WHAT TO DO:
Each line of the listing that includes the string "ApproximateIndex" needs to be located and copied.

##############################

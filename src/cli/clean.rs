use anyhow::Result;
use clap::Parser;
use log::info;
use tokio::task::block_in_place;

use crate::cli::SubCommandExtend;
use crate::imdb::IMDB;
use crate::Opts;

#[derive(Parser, Debug, Clone)]
pub struct CleanCommand {}

impl SubCommandExtend for CleanCommand {
    async fn run(&self, opts: &Opts) -> Result<()> {
        let mut db = block_in_place(|| IMDB::open(opts.conf_dir.clone()))?;
        info!("清理记录中……");
        let removed = block_in_place(|| db.clean())?;
        info!("清理完成，删除 {} 条记录", removed);
        Ok(())
    }
}
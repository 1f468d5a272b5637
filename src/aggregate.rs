use std::collections::HashMap;

use rayon::prelude::*;

use crate::forest::ApproximateIndex;
use crate::hamming::Descriptor;
use crate::search_config::SearchConfig;
use crate::store::ImageId;

/// 近似阶段为每张候选图片计算的初步分数，搜索结束后丢弃
#[derive(Debug, Clone, Copy, PartialEq)]
pub struct CandidateScore {
    pub image_id: ImageId,
    /// 该图片的描述符出现在查询结果中的次数
    pub neighbor_hits: usize,
    /// neighbor_hits / 查询描述符数量，截断到 [0, 1]
    pub preliminary_score: f32,
}

/// 对每个查询描述符在索引中查找近邻，按所属图片统计命中次数
///
/// 初步分数低于 `min_threshold` 的图片被丢弃
pub fn aggregate(
    query: &[Descriptor],
    index: &ApproximateIndex,
    config: &SearchConfig,
) -> HashMap<ImageId, CandidateScore> {
    let k = config.neighbors_per_descriptor();

    let hits = query
        .par_iter()
        .fold(HashMap::new, |mut acc: HashMap<ImageId, usize>, descriptor| {
            for neighbor in index.query(descriptor, k) {
                *acc.entry(neighbor.entry.owner).or_default() += 1;
            }
            acc
        })
        .reduce(HashMap::new, |mut a, b| {
            for (id, n) in b {
                *a.entry(id).or_default() += n;
            }
            a
        });

    let total = query.len().max(1) as f32;
    hits.into_iter()
        .map(|(image_id, neighbor_hits)| {
            let preliminary_score = (neighbor_hits as f32 / total).clamp(0.0, 1.0);
            (image_id, CandidateScore { image_id, neighbor_hits, preliminary_score })
        })
        .filter(|(_, c)| c.preliminary_score >= config.min_threshold)
        .collect()
}

/// 按初步分数降序选出前 n 个候选，分数相同时 ID 小的在前
pub fn top_candidates(candidates: HashMap<ImageId, CandidateScore>, n: usize) -> Vec<CandidateScore> {
    let mut v = candidates.into_values().collect::<Vec<_>>();
    v.sort_unstable_by(|a, b| {
        b.preliminary_score.total_cmp(&a.preliminary_score).then(a.image_id.cmp(&b.image_id))
    });
    v.truncate(n);
    v
}

#[cfg(test)]
mod tests {
    use super::*;
    use crate::forest::{ForestParams, IndexEntry};

    fn descriptor(seed: u8) -> Descriptor {
        let mut d = [0u8; 32];
        for (i, b) in d.iter_mut().enumerate() {
            *b = seed.wrapping_mul(31).wrapping_add(i as u8).rotate_left(seed as u32 % 8);
        }
        d
    }

    fn index() -> ApproximateIndex {
        // 图片 1 拥有描述符 0..20，图片 2 拥有描述符 100..120
        // 叶子足够大，整棵树只有一个叶子，查询结果是精确的
        let mut entries = vec![];
        for s in 0..20u8 {
            entries.push(IndexEntry { descriptor: descriptor(s), owner: ImageId(1) });
            entries.push(IndexEntry { descriptor: descriptor(s + 100), owner: ImageId(2) });
        }
        ApproximateIndex::build_with(entries, &ForestParams { tree_count: 4, leaf_size: 64, seed: 3 })
            .unwrap()
    }

    #[test]
    fn test_hits_and_scores() {
        let index = index();
        let config = SearchConfig { search_k: 1, search_k_expansion_factor: 1, min_threshold: 0.0, ..Default::default() };
        let query = (0..10u8).map(descriptor).collect::<Vec<_>>();

        let c = aggregate(&query, &index, &config);
        let img1 = c[&ImageId(1)];
        assert_eq!(img1.neighbor_hits, 10);
        assert_eq!(img1.preliminary_score, 1.0);
        assert!(!c.contains_key(&ImageId(2)));
    }

    #[test]
    fn test_score_clamped() {
        let index = index();
        // 每个描述符请求 40 个近邻，命中次数远超查询数量
        let config = SearchConfig { search_k: 20, search_k_expansion_factor: 2, min_threshold: 0.0, ..Default::default() };
        let query = vec![descriptor(0); 2];
        let c = aggregate(&query, &index, &config);
        for score in c.values() {
            assert!(score.preliminary_score <= 1.0);
            assert!(score.neighbor_hits >= 1);
        }
    }

    #[test]
    fn test_min_threshold_filters() {
        let index = index();
        let config = SearchConfig { search_k: 1, search_k_expansion_factor: 1, min_threshold: 0.6, ..Default::default() };
        // 一半查询来自图片 1，一半来自图片 2
        let query = (0..5u8).map(descriptor).chain((100..105u8).map(descriptor)).collect::<Vec<_>>();
        let c = aggregate(&query, &index, &config);
        assert!(c.is_empty());
    }

    #[test]
    fn test_empty_query() {
        let c = aggregate(&[], &index(), &SearchConfig::default());
        assert!(c.is_empty());
    }

    #[test]
    fn test_top_candidates_order() {
        let mut m = HashMap::new();
        for (id, s) in [(3, 0.5), (1, 0.5), (2, 0.9), (4, 0.1)] {
            m.insert(ImageId(id), CandidateScore { image_id: ImageId(id), neighbor_hits: 1, preliminary_score: s });
        }
        let top = top_candidates(m, 3);
        let ids = top.iter().map(|c| c.image_id.0).collect::<Vec<_>>();
        assert_eq!(ids, vec![2, 1, 3]);
    }
}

##############################

TASK ANSWER:
use crate::forest::ApproximateIndex;
    index: &ApproximateIndex,
    fn index() -> ApproximateIndex {
        ApproximateIndex::build_with(entries, &ForestParams { tree_count: 4, leaf_size: 64, seed: 3 })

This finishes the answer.